Thousands of first-time investors who lost their savings after investing with London Capital & Finance (LCF) have been told it is unlikely they will qualify for compensation.
Nearly 12,000 people put £236m into the firm which collapsed a year ago.
The Financial Services Compensation Scheme (FSCS) has announced the majority of people "will not be eligible for compensation".
It is a body blow to many investors, some of whom lost their life savings.
Their hopes were raised last May when the FSCS took the unexpected step of saying it would investigate whether or not people might be refunded.
The FSCS was set up by the government to protect consumers if UK-regulated firms went bust.
But while people who receive misleading financial advice are generally able to apply to the FSCS for compensation, it has told the BBC's Money Box programme that in this case, most LCF investors were given "incorrect information", not misleading advice.
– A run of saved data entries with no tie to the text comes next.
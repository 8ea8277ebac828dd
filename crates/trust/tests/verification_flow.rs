//! End-to-end verification flow tests.
//!
//! These tests exercise complete flows through the service, store, prompt,
//! and verifier together:
//! - First-use acceptance under TOFU and silent repeat connections
//! - Strict policy with and without provisioned records
//! - Mismatch handling with side-by-side identities
//! - Scope precedence and scoped clearing
//! - Concurrent first-use serialization per endpoint

use std::sync::atomic::{AtomicUsize, Ordering};
use std::sync::{Arc, Mutex};
use std::time::Duration;

use identity::{IdentityType, ObservedIdentity, PromptReason, Scope, TrustError, TrustPolicy};
use tempfile::TempDir;
use trust::prompt::{PromptRequest, PromptResponse, TrustPrompter};
use trust::{AutoPrompter, TrustService, TrustStore};

/// Prompter that collects every request it is shown, optionally pausing to
/// widen race windows.
#[derive(Clone)]
struct CollectingPrompter {
    response: PromptResponse,
    delay: Duration,
    calls: Arc<AtomicUsize>,
    requests: Arc<Mutex<Vec<PromptRequest>>>,
}

impl CollectingPrompter {
    fn new(response: PromptResponse) -> Self {
        Self {
            response,
            delay: Duration::ZERO,
            calls: Arc::new(AtomicUsize::new(0)),
            requests: Arc::new(Mutex::new(Vec::new())),
        }
    }

    fn with_delay(response: PromptResponse, delay: Duration) -> Self {
        Self {
            delay,
            ..Self::new(response)
        }
    }

    fn calls(&self) -> usize {
        self.calls.load(Ordering::SeqCst)
    }

    fn requests(&self) -> Vec<PromptRequest> {
        self.requests.lock().unwrap().clone()
    }
}

impl TrustPrompter for CollectingPrompter {
    async fn present(&self, request: &PromptRequest) -> PromptResponse {
        self.calls.fetch_add(1, Ordering::SeqCst);
        self.requests.lock().unwrap().push(request.clone());
        if !self.delay.is_zero() {
            tokio::time::sleep(self.delay).await;
        }
        self.response
    }
}

fn create_service<P: TrustPrompter>(temp_dir: &TempDir, prompter: P) -> TrustService<P> {
    let store = Arc::new(TrustStore::new(temp_dir.path().join("known_identities.json")));
    TrustService::new(store, prompter)
}

fn tls(host: &str, port: u16, fingerprint: &str) -> ObservedIdentity {
    ObservedIdentity::new(host, port, IdentityType::Tls, fingerprint)
}

// =============================================================================
// TOFU Flow Tests
// =============================================================================

#[tokio::test]
async fn test_tofu_first_use_then_silent_repeat() {
    let temp_dir = TempDir::new().unwrap();
    let prompter = CollectingPrompter::new(PromptResponse::Accepted);
    let service = create_service(&temp_dir, prompter.clone());

    // First connection: no record, human accepts "AA:BB:CC".
    let observed = tls("example.com", 443, "AA:BB:CC");
    service.verify(&observed, TrustPolicy::Tofu, None).await.unwrap();

    assert_eq!(prompter.calls(), 1);
    assert_eq!(prompter.requests()[0].reason, PromptReason::FirstUse);

    // The store now holds exactly one TLS record for the endpoint.
    let records = service.records(None).unwrap();
    assert_eq!(records.len(), 1);
    assert_eq!(records[0].identity.fingerprint, "AA:BB:CC");
    assert_eq!(records[0].identity_type, IdentityType::Tls);

    // Second connection with the same fingerprint: accepted, no prompt.
    service.verify(&observed, TrustPolicy::Tofu, None).await.unwrap();
    assert_eq!(prompter.calls(), 1);
}

#[tokio::test]
async fn test_tofu_record_survives_restart() {
    let temp_dir = TempDir::new().unwrap();
    let path = temp_dir.path().join("known_identities.json");

    {
        let store = Arc::new(TrustStore::new(&path));
        let service = TrustService::new(store, AutoPrompter::accepting());
        service
            .verify(&tls("example.com", 443, "AA"), TrustPolicy::Tofu, None)
            .await
            .unwrap();
    }

    // A fresh service over the same file needs no prompt.
    let store = Arc::new(TrustStore::new(&path));
    store.load().unwrap();
    let service = TrustService::new(store, AutoPrompter::rejecting());
    service
        .verify(&tls("example.com", 443, "AA"), TrustPolicy::Tofu, None)
        .await
        .unwrap();
}

#[tokio::test]
async fn test_mismatch_prompt_carries_old_and_new() {
    let temp_dir = TempDir::new().unwrap();
    let prompter = CollectingPrompter::new(PromptResponse::Rejected);
    let service = create_service(&temp_dir, prompter.clone());

    service
        .store()
        .upsert("ssh.internal", 22, IdentityType::Ssh, "OLD", Scope::Global)
        .unwrap();

    let observed = ObservedIdentity::new("ssh.internal", 22, IdentityType::Ssh, "NEW");
    let err = service
        .verify(&observed, TrustPolicy::Tofu, None)
        .await
        .unwrap_err();
    assert!(matches!(err, TrustError::IdentityMismatch { .. }));

    let requests = prompter.requests();
    assert_eq!(requests.len(), 1);
    assert_eq!(requests[0].reason, PromptReason::Mismatch);
    assert_eq!(requests[0].received.fingerprint, "NEW");
    assert_eq!(requests[0].stored.as_ref().unwrap().fingerprint, "OLD");

    // On reject the stored record remains "OLD".
    let record = service
        .store()
        .applicable_record("ssh.internal", 22, IdentityType::Ssh, None)
        .unwrap();
    assert_eq!(record.identity.fingerprint, "OLD");
}

// =============================================================================
// Strict Policy Tests
// =============================================================================

#[tokio::test]
async fn test_strict_unseen_endpoint_creates_nothing() {
    let temp_dir = TempDir::new().unwrap();
    let prompter = CollectingPrompter::new(PromptResponse::Accepted);
    let service = create_service(&temp_dir, prompter.clone());

    let err = service
        .verify(&tls("example.com", 443, "AA"), TrustPolicy::Strict, None)
        .await
        .unwrap_err();

    assert_eq!(err.to_string(), "no pre-approved identity for example.com:443");
    assert_eq!(prompter.calls(), 0);
    assert!(service.store().is_empty().unwrap());
}

#[tokio::test]
async fn test_strict_provisioned_endpoint_connects() {
    let temp_dir = TempDir::new().unwrap();
    let service = create_service(&temp_dir, AutoPrompter::rejecting());

    // Provision out of band, then verify under strict.
    service
        .store()
        .upsert("example.com", 443, IdentityType::Tls, "AA:BB", Scope::Global)
        .unwrap();
    service
        .verify(&tls("example.com", 443, "AABB"), TrustPolicy::Strict, None)
        .await
        .unwrap();

    // A changed key is rejected outright, no prompt offered.
    let err = service
        .verify(&tls("example.com", 443, "CCDD"), TrustPolicy::Strict, None)
        .await
        .unwrap_err();
    assert!(matches!(err, TrustError::IdentityMismatch { .. }));
}

// =============================================================================
// AlwaysAsk / AlwaysTrust Tests
// =============================================================================

#[tokio::test]
async fn test_always_ask_reconfirms_known_identity() {
    let temp_dir = TempDir::new().unwrap();
    let prompter = CollectingPrompter::new(PromptResponse::Accepted);
    let service = create_service(&temp_dir, prompter.clone());

    let observed = tls("vault.internal", 8200, "AA");
    service.verify(&observed, TrustPolicy::AlwaysAsk, None).await.unwrap();
    service.verify(&observed, TrustPolicy::AlwaysAsk, None).await.unwrap();

    // Both connections prompted, even the one against a matching record.
    assert_eq!(prompter.calls(), 2);
    let requests = prompter.requests();
    assert_eq!(requests[1].reason, PromptReason::FirstUse);
    assert!(requests[1].stored.is_some());
}

#[tokio::test]
async fn test_always_trust_records_history_silently() {
    let temp_dir = TempDir::new().unwrap();
    let prompter = CollectingPrompter::new(PromptResponse::Rejected);
    let service = create_service(&temp_dir, prompter.clone());

    service
        .verify(&tls("dev.local", 443, "FIRST"), TrustPolicy::AlwaysTrust, None)
        .await
        .unwrap();
    service
        .verify(&tls("dev.local", 443, "SECOND"), TrustPolicy::AlwaysTrust, None)
        .await
        .unwrap();

    assert_eq!(prompter.calls(), 0);
    let record = service
        .store()
        .applicable_record("dev.local", 443, IdentityType::Tls, None)
        .unwrap();
    assert_eq!(record.identity.fingerprint, "SECOND");
}

// =============================================================================
// Scope Tests
// =============================================================================

#[tokio::test]
async fn test_connection_override_beats_global() {
    let temp_dir = TempDir::new().unwrap();
    let service = create_service(&temp_dir, AutoPrompter::rejecting());

    service
        .store()
        .upsert("multiplex.example.com", 443, IdentityType::Tls, "SHARED", Scope::Global)
        .unwrap();
    service
        .store()
        .upsert(
            "multiplex.example.com",
            443,
            IdentityType::Tls,
            "SERVICE-A",
            Scope::Connection("conn-a".to_string()),
        )
        .unwrap();

    // conn-a verifies against its own override.
    service
        .verify(
            &tls("multiplex.example.com", 443, "SERVICE-A"),
            TrustPolicy::Tofu,
            Some("conn-a"),
        )
        .await
        .unwrap();

    // Everyone else verifies against the shared record.
    service
        .verify(
            &tls("multiplex.example.com", 443, "SHARED"),
            TrustPolicy::Tofu,
            Some("conn-b"),
        )
        .await
        .unwrap();
}

#[tokio::test]
async fn test_clear_connection_leaves_other_scopes() {
    let temp_dir = TempDir::new().unwrap();
    let service = create_service(&temp_dir, AutoPrompter::accepting());

    service
        .store()
        .upsert("a", 1, IdentityType::Tls, "FP", Scope::Global)
        .unwrap();
    service
        .store()
        .upsert("b", 2, IdentityType::Tls, "FP", Scope::Connection("conn-1".to_string()))
        .unwrap();
    service
        .store()
        .upsert("c", 3, IdentityType::Tls, "FP", Scope::Connection("conn-2".to_string()))
        .unwrap();

    assert_eq!(service.clear(Some("conn-1")).unwrap(), 1);

    assert_eq!(service.records(None).unwrap().len(), 1);
    assert_eq!(service.records(Some("conn-2")).unwrap().len(), 2);
    assert!(service.records(Some("conn-1")).unwrap().iter().all(|r| r.scope.is_global()));
}

// =============================================================================
// Concurrency Tests
// =============================================================================

#[tokio::test]
async fn test_concurrent_first_use_first_writer_wins() {
    let temp_dir = TempDir::new().unwrap();
    let prompter =
        CollectingPrompter::with_delay(PromptResponse::Accepted, Duration::from_millis(50));
    let service = Arc::new(create_service(&temp_dir, prompter.clone()));

    // Two simultaneous first-use connections to the same unseen endpoint,
    // presenting different fingerprints.
    let first = {
        let service = Arc::clone(&service);
        tokio::spawn(async move {
            service
                .verify(&tls("racy.example.com", 443, "FP-A"), TrustPolicy::Tofu, None)
                .await
        })
    };
    tokio::time::sleep(Duration::from_millis(10)).await;
    let second = {
        let service = Arc::clone(&service);
        tokio::spawn(async move {
            service
                .verify(&tls("racy.example.com", 443, "FP-B"), TrustPolicy::Tofu, None)
                .await
        })
    };

    first.await.unwrap().unwrap();
    second.await.unwrap().unwrap();

    // The first writer saw first-use; the second was serialized behind it
    // and saw a mismatch against the winner's fingerprint.
    let requests = prompter.requests();
    assert_eq!(requests.len(), 2);
    assert_eq!(requests[0].reason, PromptReason::FirstUse);
    assert_eq!(requests[1].reason, PromptReason::Mismatch);
    assert_eq!(requests[1].stored.as_ref().unwrap().fingerprint, "FP-A");

    // No divergent records: one key, last accepted fingerprint.
    assert_eq!(service.store().len().unwrap(), 1);
}

#[tokio::test]
async fn test_unrelated_endpoints_do_not_block_each_other() {
    let temp_dir = TempDir::new().unwrap();
    let prompter =
        CollectingPrompter::with_delay(PromptResponse::Accepted, Duration::from_millis(50));
    let service = Arc::new(create_service(&temp_dir, prompter.clone()));

    let started = std::time::Instant::now();
    let tasks: Vec<_> = (0..4)
        .map(|i| {
            let service = Arc::clone(&service);
            tokio::spawn(async move {
                service
                    .verify(&tls(&format!("host-{i}"), 443, "FP"), TrustPolicy::Tofu, None)
                    .await
            })
        })
        .collect();

    for task in tasks {
        task.await.unwrap().unwrap();
    }

    // Four prompts ran concurrently rather than one after another.
    assert_eq!(prompter.calls(), 4);
    assert!(started.elapsed() < Duration::from_millis(200));
    assert_eq!(service.store().len().unwrap(), 4);
}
That is a key distinction which it says means the majority of investors will not qualify for compensation.
Potential investors say they were told by LCF marketing staff about how their money would be protected, that the mini-bond products they were investing in were regulated by the Financial Conduct Authority and that their money was safely invested in dozens of companies to spread the risk - none of which was true
Nathan Brown, 29, invested £25,000 of savings with LCF as a nest egg for his future: "I think it's absolutely devastating and heartbreaking for the 11,605 investors in LCF.
"Having been previously led on by the FSCS and the tone of their announcement, that would allude to a much larger proportion of investors being compensated, but it's become quite clear they don't agree."
The FSCS has said it will protect 159 investors who switched from stocks and shares Isas to LCF bonds.
But while it has said it will review claims on a case-by-case basis, most investors are unlikely to be eligible to claim for compensation from the scheme because of the distinction about being given "incorrect information" instead of misleading advice.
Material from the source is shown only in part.